Amazing Grace
Therapy has been a part of this journey. Last week I was really upset after my session. This week I wasn't. My therapist reminded me about Grace. And how Jesus dying on the cross, means he paid the price for my sins. I can let them go, because he paved the way. Grace and Mercy are the acceptance that I am forgiven, and that I don't need to continue to carry the baggage with me.
I have some good days and some bad days. I have learned a lot and will continue to learn a lot as I continue down this journey. I really got a refresher course on Grace today. I also made the realization of why I have struggled with my faith for several years. It is amazing how much every part of my life is interconnected. I deal with my emotions and my feelings with food. My son has the same issues, only he deals with things with physical destruction and anger. Neither of us deal with the issues directly, but more indirectly. Which means that if something upsets us in any way we run away and go to our comfort way of dealing with stuff. For me that is food. For him it is violence.

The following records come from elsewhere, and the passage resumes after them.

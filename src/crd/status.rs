//! # Sync Status
//!
//! Status types shared by the Team, Project and ProjectKey resources.

use serde::{Deserialize, Serialize};

/// Condition of a managed resource
#[derive(Debug, Clone, Copy, PartialEq, Eq, Deserialize, Serialize, schemars::JsonSchema)]
pub enum SyncCondition {
    /// The Sentry resource was created or updated successfully
    Created,
    /// The last reconciliation failed, see `message`
    Error,
}

impl std::fmt::Display for SyncCondition {
    fn fmt(&self, f: &mut std::fmt::Formatter<'_>) -> std::fmt::Result {
        match self {
            SyncCondition::Created => f.write_str("Created"),
            SyncCondition::Error => f.write_str("Error"),
        }
    }
}

/// Observed state of a Sentry resource
///
/// Owned by the operator. Fields are serialized even when empty so that a
/// merge patch of the whole status clears stale values (e.g. an old error message).
#[derive(Debug, Clone, Default, PartialEq, Eq, Deserialize, Serialize, schemars::JsonSchema)]
#[serde(rename_all = "camelCase")]
pub struct SyncStatus {
    /// The state of the Sentry resource
    /// "Created" indicates that the Sentry resource was created successfully.
    /// "Error" indicates that an error occurred while trying to reconcile it.
    #[serde(default)]
    pub condition: Option<SyncCondition>,
    /// Additional detail about any error that occurred during reconciliation
    #[serde(default)]
    pub message: String,
    /// The ID of the Sentry resource
    #[serde(default)]
    pub id: String,
    /// Time of the last successful create or update (RFC3339)
    /// Unset until the Sentry resource has been created for the first time
    #[serde(default)]
    pub last_synced: Option<String>,
    /// Generation of the resource the last successful sync was computed from
    #[serde(default)]
    pub observed_generation: Option<i64>,
}

impl SyncStatus {
    /// Whether the Sentry resource has ever been created for this object
    pub fn has_synced(&self) -> bool {
        self.last_synced.is_some()
    }

    /// Record a successful create or update
    pub fn mark_created(&mut self, id: &str, generation: Option<i64>) {
        self.condition = Some(SyncCondition::Created);
        self.message.clear();
        self.id = id.to_owned();
        self.last_synced = Some(chrono::Utc::now().to_rfc3339());
        self.observed_generation = generation;
    }

    /// Record a failed reconciliation; the remote ID and last sync time are kept
    pub fn mark_error(&mut self, message: String) {
        self.condition = Some(SyncCondition::Error);
        self.message = message;
    }

    /// Parsed `last_synced` timestamp, if any
    pub fn last_synced_at(&self) -> Option<chrono::DateTime<chrono::Utc>> {
        self.last_synced
            .as_deref()
            .and_then(|ts| chrono::DateTime::parse_from_rfc3339(ts).ok())
            .map(|ts| ts.with_timezone(&chrono::Utc))
    }
}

Some of the things I have learned like if I don't' eat well I feel bad is for some reason easy to forget. I am getting better at remembering that lesson before over indulging. I have also learned that high carbs equal a headache. I hate headaches, but have lived with them for years, so they are managable. I have headaches so bad that I really didn't know what relief was from a headache and how easy it is not to have them. For the most part. I do still have some other headaches but not like I used to. The way I feel is directly related to what I eat.
Food is for nourishment, not entertainment. That is difficult to remeber at times. The lure of food is everywhere, on every street, on every tv channel, on every radio station. It is a part of the culture we live in. Making this realization really changed the way I have been thinking. I have a new respect for food at least tonight.
I ate horribly yesterday, and today early in the day not good. It is ok to not be perfect, but realization is a big step for me.
Amen. You know, that is a family trait, to run away from what bothers us and take comfort in food. Hide in it.
ReplyDeleteI am proud of the progress that you are making. Just stay on the path, even if it wavers a little sometimes. It will eventully lead you where you are wanting to go.